··· MATERIAL FOR THE TASK ···

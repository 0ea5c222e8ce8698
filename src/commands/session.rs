//! Wiring between the chat client and a terminal command
//!
//! [`ChatSession`] registers forwarding callbacks on a [`ChatClient`] and
//! exposes every inbound envelope, close notice and transport error as a
//! [`SessionEvent`] on one channel. The command that owns the session
//! applies events to its [`MessageStore`] in arrival order, so the store
//! never needs to be shared with the read loop.

use std::time::Duration;

use tokio::sync::mpsc;

use crate::chat::callbacks::{ChatCallbacks, CloseEvent};
use crate::chat::client::ChatClient;
use crate::chat::protocol::InboundEnvelope;
use crate::chat::store::{MessageStore, RenderMode};
use crate::config::Config;
use crate::error::{Result, StockChatError};

/// Something the terminal should react to.
#[derive(Debug, Clone, PartialEq)]
pub enum SessionEvent {
    /// A decoded inbound envelope
    Inbound(InboundEnvelope),
    /// The connection went away without being asked to
    Closed(CloseEvent),
    /// A transport-level error was reported
    TransportError(String),
}

/// A chat client, its message store and the event channel between them.
#[derive(Debug)]
pub struct ChatSession {
    /// The connected client
    pub client: ChatClient,
    /// Conversation state
    pub store: MessageStore,
    events: mpsc::UnboundedReceiver<SessionEvent>,
    interrupted: bool,
    resync: bool,
}

macro_rules! forward {
    ($tx:expr, $variant:ident) => {{
        let tx = $tx.clone();
        move |event: &_| {
            let _ = tx.send(SessionEvent::Inbound(InboundEnvelope::$variant(
                Clone::clone(event),
            )));
        }
    }};
}

/// Callback table forwarding every slot into `tx`.
pub fn forwarding_callbacks(tx: &mpsc::UnboundedSender<SessionEvent>) -> ChatCallbacks {
    let edit_tx = tx.clone();
    let close_tx = tx.clone();
    let error_tx = tx.clone();
    ChatCallbacks::new()
        .on_connect(forward!(tx, Connection))
        .on_history(forward!(tx, History))
        .on_message_created(forward!(tx, MessageCreated))
        .on_generation_started(forward!(tx, GenerationStarted))
        .on_token(forward!(tx, Token))
        .on_generation_completed(forward!(tx, GenerationCompleted))
        .on_generation_cancelled(forward!(tx, GenerationCancelled))
        .on_generation_error(forward!(tx, GenerationError))
        .on_messages_deleted(forward!(tx, MessagesDeleted))
        .on_messages_updated(forward!(tx, MessagesUpdated))
        .on_regeneration_started(forward!(tx, RegenerationStarted))
        .on_thought(forward!(tx, Thought))
        .on_error(forward!(tx, Error))
        .on_edit_started(move |_| {
            let _ = edit_tx.send(SessionEvent::Inbound(InboundEnvelope::EditStarted));
        })
        .on_close(move |event| {
            let _ = close_tx.send(SessionEvent::Closed(*event));
        })
        .on_transport_error(move |message| {
            let _ = error_tx.send(SessionEvent::TransportError(message.clone()));
        })
}

impl ChatSession {
    /// Wrap `client`, registering forwarding callbacks on it.
    pub fn new(client: ChatClient, mode: RenderMode) -> Self {
        let (tx, events) = mpsc::unbounded_channel();
        client.set_callbacks(forwarding_callbacks(&tx));
        Self {
            client,
            store: MessageStore::new(mode),
            events,
            interrupted: false,
            resync: false,
        }
    }

    /// Build a WebSocket session from configuration.
    ///
    /// # Errors
    ///
    /// Returns [`StockChatError::Config`] if the page URL is invalid.
    pub fn from_config(config: &Config) -> Result<Self> {
        let mode = if config.chat.show_thoughts {
            RenderMode::WithThoughts
        } else {
            RenderMode::Plain
        };
        Ok(Self::new(ChatClient::from_config(config)?, mode))
    }

    /// Wait for the next event and apply it to the store.
    ///
    /// Returns `None` when the client side of the channel is gone.
    ///
    /// A closed connection can no longer finish the generation it carried,
    /// so that generation is sealed as failed. Once the next handshake
    /// arrives, [`Self::take_resync`] reports that the history should be
    /// reloaded.
    pub async fn next_event(&mut self) -> Option<SessionEvent> {
        let event = self.events.recv().await?;
        match &event {
            SessionEvent::Inbound(envelope) => {
                if matches!(envelope, InboundEnvelope::Connection(_)) && self.interrupted {
                    self.interrupted = false;
                    self.resync = true;
                }
                self.store.apply(envelope);
            }
            SessionEvent::Closed(_) => {
                if self
                    .store
                    .fail_active("connection lost before the answer finished")
                {
                    tracing::info!("Connection lost mid-answer; marking it failed");
                    self.interrupted = true;
                }
            }
            SessionEvent::TransportError(_) => {}
        }
        Some(event)
    }

    /// Whether the history should be reloaded after an interrupted answer.
    pub fn take_resync(&mut self) -> bool {
        std::mem::take(&mut self.resync)
    }

    /// Switch to another session with a clean store.
    ///
    /// Events still queued from the previous connection are discarded so
    /// they cannot leak into the new conversation.
    ///
    /// # Errors
    ///
    /// As [`ChatClient::switch_session`].
    pub async fn switch_session(&mut self, session_id: &str) -> Result<String> {
        self.client.disconnect().await;
        let mut discarded = 0usize;
        while self.events.try_recv().is_ok() {
            discarded += 1;
        }
        if discarded > 0 {
            tracing::debug!("Discarded {} events from the previous session", discarded);
        }
        self.store.clear();
        self.interrupted = false;
        self.resync = false;
        self.client.switch_session(session_id).await
    }

    /// Apply events until `done` holds for one of them.
    ///
    /// Every event, including the one that satisfied `done`, is passed to
    /// `on_event` after it was applied.
    ///
    /// # Errors
    ///
    /// Returns [`StockChatError::Connection`] if the connection is lost for
    /// good, or [`StockChatError::Transport`] if nothing satisfies `done`
    /// within `timeout`.
    pub async fn run_until(
        &mut self,
        timeout: Duration,
        on_event: impl FnMut(&MessageStore, &SessionEvent),
        done: impl FnMut(&MessageStore, &SessionEvent) -> bool,
    ) -> Result<()> {
        match tokio::time::timeout(timeout, self.wait_for(on_event, done)).await {
            Ok(result) => result,
            Err(_) => Err(StockChatError::Transport(format!(
                "no response from the chat server within {}s",
                timeout.as_secs()
            ))
            .into()),
        }
    }

    async fn wait_for(
        &mut self,
        mut on_event: impl FnMut(&MessageStore, &SessionEvent),
        mut done: impl FnMut(&MessageStore, &SessionEvent) -> bool,
    ) -> Result<()> {
        while let Some(event) = self.next_event().await {
            on_event(&self.store, &event);
            if done(&self.store, &event) {
                return Ok(());
            }
            if let SessionEvent::Closed(CloseEvent {
                will_retry: false, ..
            }) = event
            {
                return Err(StockChatError::Connection(
                    "lost connection to the chat server".to_string(),
                )
                .into());
            }
        }
        Err(StockChatError::Connection("chat session ended".to_string()).into())
    }
}
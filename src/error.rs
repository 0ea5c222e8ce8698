//! Error types for StockChat
//!
//! This module defines all error types used throughout the client,
//! using `thiserror` for ergonomic error handling.

use thiserror::Error;

/// Main error type for StockChat operations
///
/// Covers configuration loading, connection setup, the wire protocol and
/// local precondition checks. Outbound chat intents never surface these;
/// they are returned from `connect` and from the command layer only.
#[derive(Error, Debug)]
pub enum StockChatError {
    /// Configuration-related errors
    #[error("Configuration error: {0}")]
    Config(String),

    /// The chat endpoint could not be reached or closed before the handshake
    #[error("Connection error: {0}")]
    Connection(String),

    /// A transport-level failure on an open connection
    #[error("Transport error: {0}")]
    Transport(String),

    /// An inbound frame violated the envelope protocol
    #[error("Protocol error: {0}")]
    Protocol(String),

    /// No `connection` envelope arrived within the handshake window
    #[error("Handshake timed out after {seconds}s")]
    HandshakeTimeout {
        /// Configured handshake timeout
        seconds: u64,
    },

    /// A message id given by the user is not a server-assigned numeric id
    #[error("Invalid message id: {0}")]
    InvalidMessageId(String),

    /// The server reported a failed generation
    #[error("Generation failed: {0}")]
    Generation(String),

    /// An operation required an open connection
    #[error("Not connected to the chat server")]
    NotConnected,

    /// IO errors
    #[error("IO error: {0}")]
    Io(#[from] std::io::Error),

    /// JSON serialization/deserialization errors
    #[error("Serialization error: {0}")]
    Serialization(#[from] serde_json::Error),

    /// YAML parsing errors
    #[error("YAML error: {0}")]
    Yaml(#[from] serde_yaml::Error),

    /// URL parsing errors
    #[error("URL error: {0}")]
    Url(#[from] url::ParseError),

    /// WebSocket protocol errors
    #[error("WebSocket error: {0}")]
    WebSocket(#[from] tokio_tungstenite::tungstenite::Error),
}

/// Result type alias for StockChat operations
///
/// This is a convenience alias that uses `anyhow::Error` as the error type,
/// allowing for rich error context and easy error propagation.
pub type Result<T> = anyhow::Result<T>;
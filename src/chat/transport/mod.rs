//! Chat transport abstraction and implementations
//!
//! This module defines the [`Transport`] trait for one open chat connection
//! and the [`Connector`] trait that opens them. Concrete implementations
//! live in submodules:
//!
//! - [`websocket::WebSocketConnector`] -- opens `ws://`/`wss://` connections
//!   with `tokio-tungstenite`, one JSON envelope per text frame.
//! - [`fake::FakeConnector`] -- in-process fake used in tests (cfg(test)
//!   only).
//!
//! # Design
//!
//! The [`Transport`] trait is intentionally minimal: callers `send` a
//! serialized envelope and `receive` a stream of [`TransportEvent`]s. The
//! stream ending means the connection closed. Reconnection is not a
//! transport concern; [`crate::chat::client::ChatClient`] decides when to
//! call [`Connector::open`] again.

use std::pin::Pin;
use std::sync::Arc;

use futures::Stream;
use url::Url;

use crate::error::Result;

/// Something that happened on an open connection.
#[derive(Debug, Clone, PartialEq, Eq)]
pub enum TransportEvent {
    /// A complete text frame
    Message(String),
    /// A transport-level error; the connection may still be open
    Error(String),
}

/// One open, bidirectional chat connection.
///
/// Implementations are shared as `Arc<dyn Transport>` between the read loop
/// and the outbound intent methods.
#[async_trait::async_trait]
pub trait Transport: Send + Sync + std::fmt::Debug {
    /// Send one serialized envelope as a single text frame.
    ///
    /// # Errors
    ///
    /// Returns [`crate::error::StockChatError::Transport`] if the connection
    /// is no longer writable.
    async fn send(&self, message: String) -> Result<()>;

    /// Stream of inbound events. The stream ends when the connection closes.
    fn receive(&self) -> Pin<Box<dyn Stream<Item = TransportEvent> + Send + '_>>;

    /// Close the connection. Closing twice is not an error.
    async fn close(&self) -> Result<()>;
}

/// Opens [`Transport`]s to an endpoint URL.
#[async_trait::async_trait]
pub trait Connector: Send + Sync + std::fmt::Debug {
    /// Open a connection to `url`.
    ///
    /// # Errors
    ///
    /// Returns [`crate::error::StockChatError::Connection`] if the endpoint
    /// cannot be reached or refuses the upgrade.
    async fn open(&self, url: &Url) -> Result<Arc<dyn Transport>>;
}

pub mod websocket;

#[cfg(test)]
pub mod fake;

···

__WHAT YOU NEED TO DO__:
Copy all lines of the preceding data that hold the word "before".

__RESPONSE BELOW__:
                    .fail_active("connection lost before the answer finished")
    /// The chat endpoint could not be reached or closed before the handshake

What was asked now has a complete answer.